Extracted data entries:
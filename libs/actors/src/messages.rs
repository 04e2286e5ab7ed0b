//! Group Messages
//!
//! What travels between a tunnel, its intermediary and local subscribers.

use crate::actor::ActorId;
use bytes::Bytes;
use serde::{Deserialize, Serialize};

#[derive(Debug, Clone, PartialEq, Eq, Serialize, Deserialize)]
pub enum GroupMessage {
    /// Ask the intermediary to forward the group's traffic to this node
    Join { group: String },
    /// Stop forwarding the group's traffic to this node
    Leave { group: String },
    /// Payload published to the group
    Publish {
        group: String,
        sender: Option<ActorId>,
        payload: Bytes,
    },
}

impl GroupMessage {
    pub fn publish(group: &str, sender: Option<ActorId>, payload: Bytes) -> Self {
        GroupMessage::Publish {
            group: group.to_string(),
            sender,
            payload,
        }
    }

    /// Name of the group this message belongs to
    pub fn group(&self) -> &str {
        match self {
            GroupMessage::Join { group }
            | GroupMessage::Leave { group }
            | GroupMessage::Publish { group, .. } => group,
        }
    }

    pub fn payload(&self) -> Option<&Bytes> {
        match self {
            GroupMessage::Publish { payload, .. } => Some(payload),
            _ => None,
        }
    }
}
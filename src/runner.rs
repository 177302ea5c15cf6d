use anyhow::Result;
use std::fs;

use crate::config::RunConfig;
use crate::error::CaseError;
use crate::exec::run_child;
use crate::fixture::{load_fixture, TestCase};
use crate::golden::{verify_output, Verdict};

/// Outcome of one case that did not fail.
#[derive(Clone, Copy, Debug, PartialEq, Eq)]
pub enum CaseOutcome {
    /// Ran with no golden file to check.
    Unchecked,
    Golden(Verdict),
}

/// Tally of a whole run. Purely informational: it never affects the exit code.
#[derive(Clone, Copy, Debug, Default, PartialEq, Eq)]
pub struct RunSummary {
    pub total: usize,
    pub matched: usize,
    pub updated: usize,
    pub stale: usize,
    pub unchecked: usize,
    pub failed: usize,
    pub expected_failures: usize,
    pub skipped: usize,
}

impl RunSummary {
    fn record(&mut self, outcome: CaseOutcome) {
        match outcome {
            CaseOutcome::Unchecked => self.unchecked += 1,
            CaseOutcome::Golden(Verdict::Matched) => self.matched += 1,
            CaseOutcome::Golden(Verdict::Updated) => self.updated += 1,
            CaseOutcome::Golden(Verdict::Stale) => self.stale += 1,
        }
    }
}

/// Execute one case and check its golden file, if any.
pub fn run_case(config: &RunConfig, case: &TestCase) -> Result<CaseOutcome, CaseError> {
    let stdin_data = match case.input_file() {
        Some(name) => {
            let path = config.data_file(name);
            Some(fs::read(&path).map_err(|source| CaseError::ReadInput { path, source })?)
        }
        None => None,
    };

    let stdout = run_child(
        &config.executable,
        &case.args,
        stdin_data.as_deref(),
        config.timeout,
    )?;

    match case.output_file() {
        Some(name) => {
            let verdict = verify_output(
                &config.data_file(name),
                &stdout,
                config.hex_newlines,
                config.update_golden,
            )?;
            Ok(CaseOutcome::Golden(verdict))
        }
        None => Ok(CaseOutcome::Unchecked),
    }
}

/// Load the fixture and run every case in order.
///
/// The only error returned is a fixture that cannot be read or decoded.
/// Case failures are logged and counted, and the loop always runs to the end.
pub fn run(config: &RunConfig) -> Result<RunSummary> {
    let cases = load_fixture(&config.data_dir, &config.fixture_name)?;
    tracing::info!(
        "Running {} cases against {}",
        cases.len(),
        config.executable.display()
    );

    let mut summary = RunSummary::default();
    for case in &cases {
        if let Some(filter) = &config.filter {
            if !case.description.contains(filter.as_str()) {
                summary.skipped += 1;
                continue;
            }
        }
        summary.total += 1;
        tracing::debug!("[TEST] {} ({})", case.description, case.exec);

        match run_case(config, case) {
            Ok(outcome) => summary.record(outcome),
            Err(_) if case.expected_to_fail() => summary.expected_failures += 1,
            Err(err) => {
                summary.failed += 1;
                tracing::error!("Failure on test: {}. Error: {}", case.description, err);
                tracing::error!("Args {}", case.args_line());
            }
        }
    }

    tracing::info!(
        "{} cases run: {} matched, {} updated, {} stale, {} unchecked, {} failed, {} expected failures, {} skipped",
        summary.total,
        summary.matched,
        summary.updated,
        summary.stale,
        summary.unchecked,
        summary.failed,
        summary.expected_failures,
        summary.skipped
    );
    Ok(summary)
}
use std::io;
use std::path::PathBuf;
use thiserror::Error;

/// A failure confined to a single fixture case.
///
/// These never stop the run: the driver logs them (or swallows them for
/// cases marked "Expected to fail") and moves on to the next case.
#[derive(Error, Debug)]
pub enum CaseError {
    #[error("failed to read input file {path:?}: {source}")]
    ReadInput {
        path: PathBuf,
        #[source]
        source: io::Error,
    },

    #[error("failed to start {path:?}: {source}")]
    Spawn {
        path: PathBuf,
        #[source]
        source: io::Error,
    },

    #[error("i/o error while running child: {0}")]
    Io(#[from] io::Error),

    #[error("{}", exit_message(.code))]
    ExitStatus { code: Option<i32> },

    #[error("child did not exit within {secs}s and was killed")]
    Timeout { secs: u64 },

    #[error("failed to read expected output {path:?}: {source}")]
    ReadExpected {
        path: PathBuf,
        #[source]
        source: io::Error,
    },

    #[error("failed to write expected output {path:?}: {source}")]
    WriteExpected {
        path: PathBuf,
        #[source]
        source: io::Error,
    },
}

fn exit_message(code: &Option<i32>) -> String {
    match code {
        Some(code) => format!("exit status {code}"),
        None => "terminated by signal".to_string(),
    }
}

#[cfg(test)]
mod tests {
    use super::*;

    #[test]
    fn exit_status_messages() {
        assert_eq!(
            CaseError::ExitStatus { code: Some(1) }.to_string(),
            "exit status 1"
        );
        assert_eq!(
            CaseError::ExitStatus { code: None }.to_string(),
            "terminated by signal"
        );
    }

    #[test]
    fn timeout_message_names_limit() {
        let err = CaseError::Timeout { secs: 5 };
        assert!(err.to_string().contains("5s"));
    }
}
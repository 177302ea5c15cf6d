use std::path::PathBuf;
use std::time::Duration;

pub const DEFAULT_FIXTURE_NAME: &str = "bitcoin-util-test.json";
pub const DEFAULT_EXE_NAME: &str = "litecoin-tx";

/// How newlines inside `.hex` golden files are treated.
#[derive(Clone, Copy, Debug, Default, PartialEq, Eq)]
pub enum HexNewlines {
    /// Drop `\r` and `\n` from both sides before comparing and writing.
    #[default]
    Strip,
    /// Compare and write the raw bytes untouched.
    Preserve,
}

/// Everything the driver needs for one run.
#[derive(Clone, Debug)]
pub struct RunConfig {
    /// Directory holding the fixture and the files it references.
    pub data_dir: PathBuf,
    pub fixture_name: String,
    pub executable: PathBuf,
    /// `None` waits for each child indefinitely.
    pub timeout: Option<Duration>,
    pub filter: Option<String>,
    pub update_golden: bool,
    pub hex_newlines: HexNewlines,
}

impl RunConfig {
    /// A configuration with the defaults the CLI would apply.
    pub fn new(data_dir: impl Into<PathBuf>, executable: impl Into<PathBuf>) -> Self {
        Self {
            data_dir: data_dir.into(),
            fixture_name: DEFAULT_FIXTURE_NAME.to_string(),
            executable: executable.into(),
            timeout: None,
            filter: None,
            update_golden: true,
            hex_newlines: HexNewlines::default(),
        }
    }

    /// Resolve a fixture-relative file name.
    pub fn data_file(&self, name: &str) -> PathBuf {
        self.data_dir.join(name)
    }
}

#[cfg(test)]
mod tests {
    use super::*;
    use std::path::Path;

    #[test]
    fn defaults() {
        let config = RunConfig::new("/data", "/bin/tx");
        assert_eq!(config.fixture_name, DEFAULT_FIXTURE_NAME);
        assert!(config.timeout.is_none());
        assert!(config.update_golden);
        assert_eq!(config.hex_newlines, HexNewlines::Strip);
    }

    #[cfg(unix)]
    #[test]
    fn data_files_resolve_under_data_dir() {
        let config = RunConfig::new("/src/test/data", "/src/litecoin-tx");
        assert_eq!(config.data_file("in1.txt"), Path::new("/src/test/data/in1.txt"));
    }
}
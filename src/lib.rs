// SPDX-License-Identifier: MPL-2.0
//! `toast_hub` is the notification core of a data-platform UI shell.
//!
//! It keeps an authoritative, ordered registry of transient user-facing
//! messages (toasts), each with an independent auto-expiry timer, and shares
//! it with any number of consumers through a subscription context. Rendering
//! is deliberately out of scope; presentation layers are pure consumers of
//! the published snapshot.
//!
//! # Usage
//!
//! ```no_run
//! use toast_hub::{Notification, Notifications, Provider};
//!
//! # async fn demo() -> toast_hub::Result<()> {
//! // Establish the provider scope once, inside the UI runtime.
//! let provider = Provider::install();
//!
//! // Anywhere else in the process:
//! let toasts = Notifications::current()?;
//! let id = toasts.notify(Notification::success().title("Saved"))?;
//!
//! // A presentation layer reads the live snapshot reactively:
//! let updates = toasts.subscribe()?;
//! assert_eq!(updates.borrow().len(), 1);
//!
//! // User-initiated close:
//! toasts.dismiss(id)?;
//! # drop(provider);
//! # Ok(())
//! # }
//! ```
//!
//! Dropping the [`Provider`] tears the store down: all pending expiry timers
//! are cancelled and every outstanding handle fails fast with
//! [`Error::NotInitialized`] from then on.

#![doc(html_root_url = "https://docs.rs/toast_hub/0.1.0")]

pub mod config;
pub mod diagnostics;
pub mod error;
pub mod notifications;

pub use error::{Error, Result};
pub use notifications::{Expiry, Notification, NotificationId, Notifications, Provider, Severity};
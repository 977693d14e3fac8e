// SPDX-License-Identifier: MPL-2.0
//! Provider scope and shared subscription handle.
//!
//! Exactly one store exists per provider scope. The [`Provider`] owns it and
//! registers itself at a process-wide acquisition point; [`Notifications`]
//! handles hold only a weak reference, so no consumer can keep the store
//! alive past its scope or mutate it after teardown. Using the API without
//! an active provider fails fast with [`Error::NotInitialized`] instead of
//! silently operating on an empty store.

use super::notification::{Notification, NotificationId};
use super::store::Store;
use crate::config::Config;
use crate::diagnostics::DiagnosticsHandle;
use crate::error::{Error, Result};
use std::sync::{Arc, Mutex, PoisonError, Weak};
use tokio::sync::watch;

/// The process-wide acquisition point for [`Notifications::current`].
static CURRENT: Mutex<Option<Weak<Store>>> = Mutex::new(None);

fn current_slot() -> std::sync::MutexGuard<'static, Option<Weak<Store>>> {
    CURRENT.lock().unwrap_or_else(PoisonError::into_inner)
}

/// Scoped owner of the notification store.
///
/// Establishes the store for the application (or a subtree of it) and tears
/// it down when dropped: all outstanding expiry timers are cancelled, the
/// snapshot channel closes, and every handle created from this scope fails
/// with [`Error::NotInitialized`] from then on.
pub struct Provider {
    store: Arc<Store>,
}

impl Provider {
    /// Installs a provider with default settings.
    ///
    /// # Panics
    ///
    /// Panics when called outside a tokio runtime; the store schedules its
    /// expiry timers on the runtime that is current at construction.
    #[must_use]
    pub fn install() -> Self {
        Self::with_config(&Config::default())
    }

    /// Installs a provider honoring the given settings.
    ///
    /// A configured `default_duration_ms` replaces the built-in 5000 ms
    /// default for notifications that did not specify a duration.
    ///
    /// # Panics
    ///
    /// Panics when called outside a tokio runtime.
    #[must_use]
    pub fn with_config(config: &Config) -> Self {
        let store = Store::new(config.default_duration());
        *current_slot() = Some(Arc::downgrade(&store));
        Self { store }
    }

    /// Returns a handle bound to this provider's store.
    #[must_use]
    pub fn handle(&self) -> Notifications {
        Notifications {
            store: Arc::downgrade(&self.store),
        }
    }

    /// Sets the diagnostics handle lifecycle events are logged to.
    pub fn set_diagnostics(&self, handle: DiagnosticsHandle) {
        self.store.set_diagnostics(handle);
    }
}

impl Drop for Provider {
    fn drop(&mut self) {
        self.store.dismiss_all();
        let mut slot = current_slot();
        // Only clear the slot if it still points at this provider's store; a
        // newer provider may have replaced it.
        if slot
            .as_ref()
            .is_some_and(|weak| std::ptr::eq(weak.as_ptr(), Arc::as_ptr(&self.store)))
        {
            *slot = None;
        }
    }
}

/// Shared handle to the live notification store.
///
/// Cheap to clone and freely shareable across consumers. Every operation
/// re-validates the provider scope and returns [`Error::NotInitialized`]
/// once it is gone, without mutating anything.
#[derive(Clone)]
pub struct Notifications {
    store: Weak<Store>,
}

impl Notifications {
    /// Acquires a handle to the currently installed provider's store.
    ///
    /// # Errors
    ///
    /// Returns [`Error::NotInitialized`] when no provider scope is active.
    pub fn current() -> Result<Self> {
        let slot = current_slot();
        let weak = slot.as_ref().ok_or(Error::NotInitialized)?;
        if weak.strong_count() == 0 {
            return Err(Error::NotInitialized);
        }
        Ok(Self {
            store: weak.clone(),
        })
    }

    fn store(&self) -> Result<Arc<Store>> {
        self.store.upgrade().ok_or(Error::NotInitialized)
    }

    /// Inserts a notification at the end of the active set and schedules its
    /// expiry. Returns the assigned id immediately; never blocks.
    ///
    /// # Errors
    ///
    /// Returns [`Error::NotInitialized`] when the provider scope is gone.
    pub fn notify(&self, notification: Notification) -> Result<NotificationId> {
        Ok(self.store()?.insert(notification))
    }

    /// Removes the notification with the given id and cancels its pending
    /// timer. Unknown or already-removed ids are a silent no-op.
    ///
    /// # Errors
    ///
    /// Returns [`Error::NotInitialized`] when the provider scope is gone.
    pub fn dismiss(&self, id: NotificationId) -> Result<()> {
        self.store()?.dismiss(id);
        Ok(())
    }

    /// Removes every active notification in a single published transition.
    ///
    /// # Errors
    ///
    /// Returns [`Error::NotInitialized`] when the provider scope is gone.
    pub fn dismiss_all(&self) -> Result<()> {
        self.store()?.dismiss_all();
        Ok(())
    }

    /// Returns the current active set in insertion order.
    ///
    /// # Errors
    ///
    /// Returns [`Error::NotInitialized`] when the provider scope is gone.
    pub fn snapshot(&self) -> Result<Vec<Notification>> {
        Ok(self.store()?.snapshot())
    }

    /// Subscribes to snapshot updates.
    ///
    /// The receiver's value is replaced synchronously by every mutation, in
    /// mutation order; it closes when the provider scope ends.
    ///
    /// # Errors
    ///
    /// Returns [`Error::NotInitialized`] when the provider scope is gone.
    pub fn subscribe(&self) -> Result<watch::Receiver<Vec<Notification>>> {
        Ok(self.store()?.subscribe())
    }
}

**Work to be completed**
What the task asks for is a word-for-word repeat of the lines above, from the first through the one containing "forward the group's traffic to this node".

**Solution to this task**
filename libs/actors/src/messages.rs
repository 04e2286e5ab7ed0b
//! Group Messages
//!
//! What travels between a tunnel, its intermediary and local subscribers.

use crate::actor::ActorId;
use bytes::Bytes;
use serde::{Deserialize, Serialize};

#[derive(Debug, Clone, PartialEq, Eq, Serialize, Deserialize)]
pub enum GroupMessage {
    /// Ask the intermediary to forward the group's traffic to this node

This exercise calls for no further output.